What you need to do: Retype the entries exactly. Include every line.

Stored data:
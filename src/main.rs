use clap::Parser;
use weather_chat_lib::cli::CliArgs;

#[tokio::main]
async fn main() {
    let args = CliArgs::parse();
    if let Err(e) = weather_chat_lib::run(args).await {
        eprintln!("weather-chat: {}", e);
        std::process::exit(1);
    }
}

Response:
filename src/main.rs
use clap::Parser;
use weather_chat_lib::cli::CliArgs;

#[tokio::main]
async fn main() {
    let args = CliArgs::parse();
    if let Err(e) = weather_chat_lib::run(args).await {
        eprintln!("weather-chat: {}", e);
        std::process::exit(1);
    }
}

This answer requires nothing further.